[Excerpted data]

//! Transport selection and construction.

use std::sync::Arc;

use url::Url;

use super::config::ManagerConfig;
use crate::platform::{MediaSource, PlatformCapabilities};
use crate::session::{Connectivity, Role, Session};
use crate::signaling::CarrierSource;
use crate::transport::{
    EventSink, LocalParts, LocalTransport, RelayConnector, RelayTransport, Transport,
    TransportError, TransportKind, TransportResult, WebRtcConnector, WsConnector,
};

/// Everything needed to build one transport.
#[derive(Debug, Clone)]
pub struct TransportRequest {
    /// Requested connectivity.
    pub connectivity: Connectivity,
    /// Session to connect.
    pub session: Session,
    /// Local role.
    pub role: Role,
    /// Where the transport reports.
    pub events: EventSink,
}

/// Builds transports for the manager.
pub trait TransportFactory: Send + Sync {
    /// Build an unconnected transport. Must not touch the network.
    fn build(&self, request: TransportRequest) -> TransportResult<Arc<dyn Transport>>;
}

/// Pick the transport kind for `connectivity`.
///
/// `nearby` needs native peer connections; `anywhere` needs a relay URL.
pub fn select_transport(
    connectivity: Connectivity,
    capabilities: &PlatformCapabilities,
    relay_url: Option<&Url>,
) -> TransportResult<TransportKind> {
    match connectivity {
        Connectivity::Nearby if capabilities.native_webrtc => Ok(TransportKind::Local),
        Connectivity::Nearby => Err(TransportError::Unsupported {
            connectivity,
            reason: "peer connections are not available on this platform",
        }),
        Connectivity::Anywhere => relay_url
            .map(|_| TransportKind::Relay)
            .ok_or(TransportError::MissingRelayUrl),
    }
}

/// Builds [`LocalTransport`]s and [`RelayTransport`]s from a [`ManagerConfig`].
#[derive(Clone)]
pub struct DefaultTransportFactory {
    config: ManagerConfig,
    local: LocalParts,
    relay: Arc<dyn RelayConnector>,
}

impl DefaultTransportFactory {
    /// Factory with explicit collaborators.
    pub fn new(config: ManagerConfig, local: LocalParts, relay: Arc<dyn RelayConnector>) -> Self {
        Self {
            config,
            local,
            relay,
        }
    }

    /// Factory using WebRTC peers and WebSocket relay sockets.
    pub fn with_defaults(
        config: ManagerConfig,
        carriers: Arc<dyn CarrierSource>,
        media: Arc<dyn MediaSource>,
    ) -> TransportResult<Self> {
        let local = LocalParts {
            peers: Arc::new(WebRtcConnector::new()?),
            carriers,
            media,
        };
        Ok(Self::new(config, local, Arc::new(WsConnector::default())))
    }
}

impl TransportFactory for DefaultTransportFactory {
    fn build(&self, request: TransportRequest) -> TransportResult<Arc<dyn Transport>> {
        let relay_url = self.config.relay_url.as_ref();
        let kind = select_transport(request.connectivity, &self.config.capabilities, relay_url)?;
        let transport: Arc<dyn Transport> = match (kind, relay_url) {
            (TransportKind::Relay, Some(base)) => Arc::new(RelayTransport::new(
                request.session,
                request.role,
                base,
                self.relay.clone(),
                self.config.relay_policy,
                request.events,
            )),
            (TransportKind::Relay, None) => return Err(TransportError::MissingRelayUrl),
            (TransportKind::Local, _) => Arc::new(LocalTransport::new(
                request.session,
                request.role,
                self.config.local.clone(),
                self.local.clone(),
                request.events,
            )),
        };
        Ok(transport)
    }
}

[/Excerpted data]

* [Brief]: An exact copy of the data is needed.

* [Answer to the problem]:
//! Transport selection and construction.

use std::sync::Arc;

use url::Url;

use super::config::ManagerConfig;
use crate::platform::{MediaSource, PlatformCapabilities};
use crate::session::{Connectivity, Role, Session};
use crate::signaling::CarrierSource;
use crate::transport::{
    EventSink, LocalParts, LocalTransport, RelayConnector, RelayTransport, Transport,
    TransportError, TransportKind, TransportResult, WebRtcConnector, WsConnector,
};

/// Everything needed to build one transport.
#[derive(Debug, Clone)]
pub struct TransportRequest {
    /// Requested connectivity.
    pub connectivity: Connectivity,
    /// Session to connect.
    pub session: Session,
    /// Local role.
    pub role: Role,
    /// Where the transport reports.
    pub events: EventSink,
}

/// Builds transports for the manager.
pub trait TransportFactory: Send + Sync {
    /// Build an unconnected transport. Must not touch the network.
    fn build(&self, request: TransportRequest) -> TransportResult<Arc<dyn Transport>>;
}

/// Pick the transport kind for `connectivity`.
///
/// `nearby` needs native peer connections; `anywhere` needs a relay URL.
pub fn select_transport(
    connectivity: Connectivity,
    capabilities: &PlatformCapabilities,
    relay_url: Option<&Url>,
) -> TransportResult<TransportKind> {
    match connectivity {
        Connectivity::Nearby if capabilities.native_webrtc => Ok(TransportKind::Local),
        Connectivity::Nearby => Err(TransportError::Unsupported {
            connectivity,
            reason: "peer connections are not available on this platform",
        }),
        Connectivity::Anywhere => relay_url
            .map(|_| TransportKind::Relay)
            .ok_or(TransportError::MissingRelayUrl),
    }
}

/// Builds [`LocalTransport`]s and [`RelayTransport`]s from a [`ManagerConfig`].
#[derive(Clone)]
pub struct DefaultTransportFactory {
    config: ManagerConfig,
    local: LocalParts,
    relay: Arc<dyn RelayConnector>,
}

impl DefaultTransportFactory {
    /// Factory with explicit collaborators.
    pub fn new(config: ManagerConfig, local: LocalParts, relay: Arc<dyn RelayConnector>) -> Self {
        Self {
            config,
            local,
            relay,
        }
    }

    /// Factory using WebRTC peers and WebSocket relay sockets.
    pub fn with_defaults(
        config: ManagerConfig,
        carriers: Arc<dyn CarrierSource>,
        media: Arc<dyn MediaSource>,
    ) -> TransportResult<Self> {
        let local = LocalParts {
            peers: Arc::new(WebRtcConnector::new()?),
            carriers,
            media,
        };
        Ok(Self::new(config, local, Arc::new(WsConnector::default())))
    }
}

impl TransportFactory for DefaultTransportFactory {
    fn build(&self, request: TransportRequest) -> TransportResult<Arc<dyn Transport>> {
        let relay_url = self.config.relay_url.as_ref();
        let kind = select_transport(request.connectivity, &self.config.capabilities, relay_url)?;
        let transport: Arc<dyn Transport> = match (kind, relay_url) {
            (TransportKind::Relay, Some(base)) => Arc::new(RelayTransport::new(
                request.session,
                request.role,
                base,
                self.relay.clone(),
                self.config.relay_policy,
                request.events,
            )),
            (TransportKind::Relay, None) => return Err(TransportError::MissingRelayUrl),
            (TransportKind::Local, _) => Arc::new(LocalTransport::new(
                request.session,
                request.role,
                self.config.local.clone(),
                self.local.clone(),
                request.events,
            )),
        };
        Ok(transport)
    }
}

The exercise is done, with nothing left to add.